What this task involves: Pull out every line of the listing below where "updated" appears.

::: Data

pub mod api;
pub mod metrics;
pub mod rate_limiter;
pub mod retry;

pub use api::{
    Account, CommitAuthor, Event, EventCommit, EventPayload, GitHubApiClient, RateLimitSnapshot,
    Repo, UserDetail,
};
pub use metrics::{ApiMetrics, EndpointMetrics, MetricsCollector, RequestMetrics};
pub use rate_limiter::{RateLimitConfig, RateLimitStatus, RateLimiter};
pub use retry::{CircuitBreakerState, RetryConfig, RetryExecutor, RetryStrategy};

::::::
::: Data

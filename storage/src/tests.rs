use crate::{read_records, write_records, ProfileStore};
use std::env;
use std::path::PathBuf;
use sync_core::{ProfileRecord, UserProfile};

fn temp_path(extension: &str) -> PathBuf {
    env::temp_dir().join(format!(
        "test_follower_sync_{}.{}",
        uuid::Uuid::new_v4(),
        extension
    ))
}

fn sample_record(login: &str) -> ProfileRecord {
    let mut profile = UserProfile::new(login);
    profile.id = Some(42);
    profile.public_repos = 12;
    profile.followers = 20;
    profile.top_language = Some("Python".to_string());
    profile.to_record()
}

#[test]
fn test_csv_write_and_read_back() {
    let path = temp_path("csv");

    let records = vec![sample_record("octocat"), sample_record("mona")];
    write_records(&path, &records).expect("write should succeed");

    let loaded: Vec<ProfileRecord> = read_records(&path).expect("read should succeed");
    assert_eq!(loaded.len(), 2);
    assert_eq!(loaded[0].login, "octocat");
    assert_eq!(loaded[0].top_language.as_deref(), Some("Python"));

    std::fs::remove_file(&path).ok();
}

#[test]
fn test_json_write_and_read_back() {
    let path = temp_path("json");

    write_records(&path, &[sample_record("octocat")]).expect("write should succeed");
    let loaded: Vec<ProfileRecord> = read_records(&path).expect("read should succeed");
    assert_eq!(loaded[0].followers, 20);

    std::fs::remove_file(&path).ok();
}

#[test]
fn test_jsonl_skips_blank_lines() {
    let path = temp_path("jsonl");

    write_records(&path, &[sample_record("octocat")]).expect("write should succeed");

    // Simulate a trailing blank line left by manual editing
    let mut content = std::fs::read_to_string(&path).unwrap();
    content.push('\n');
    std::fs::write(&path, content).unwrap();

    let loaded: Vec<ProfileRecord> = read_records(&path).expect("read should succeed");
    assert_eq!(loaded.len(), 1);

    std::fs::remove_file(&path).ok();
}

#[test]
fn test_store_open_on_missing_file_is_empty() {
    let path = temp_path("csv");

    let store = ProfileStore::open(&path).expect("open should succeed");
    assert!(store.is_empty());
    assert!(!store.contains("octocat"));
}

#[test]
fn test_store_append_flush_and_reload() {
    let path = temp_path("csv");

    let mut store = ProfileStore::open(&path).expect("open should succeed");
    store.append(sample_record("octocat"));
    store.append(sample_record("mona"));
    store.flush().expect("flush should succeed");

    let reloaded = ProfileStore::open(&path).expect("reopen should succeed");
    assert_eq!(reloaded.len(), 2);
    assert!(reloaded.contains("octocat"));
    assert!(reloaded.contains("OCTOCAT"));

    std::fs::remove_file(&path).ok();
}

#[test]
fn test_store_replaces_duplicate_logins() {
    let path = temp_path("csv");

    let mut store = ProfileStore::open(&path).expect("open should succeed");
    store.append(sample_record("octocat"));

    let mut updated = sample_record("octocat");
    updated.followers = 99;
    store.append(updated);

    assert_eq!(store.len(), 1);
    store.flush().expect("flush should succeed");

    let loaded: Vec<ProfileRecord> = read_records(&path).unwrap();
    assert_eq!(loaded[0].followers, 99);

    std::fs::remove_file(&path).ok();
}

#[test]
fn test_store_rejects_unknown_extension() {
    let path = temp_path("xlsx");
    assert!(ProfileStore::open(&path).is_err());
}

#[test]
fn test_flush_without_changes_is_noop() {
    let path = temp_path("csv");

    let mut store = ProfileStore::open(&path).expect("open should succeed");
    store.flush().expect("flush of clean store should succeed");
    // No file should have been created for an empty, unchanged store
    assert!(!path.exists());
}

::::::

Exercise response:
    let mut updated = sample_record("octocat");
    updated.followers = 99;
    store.append(updated);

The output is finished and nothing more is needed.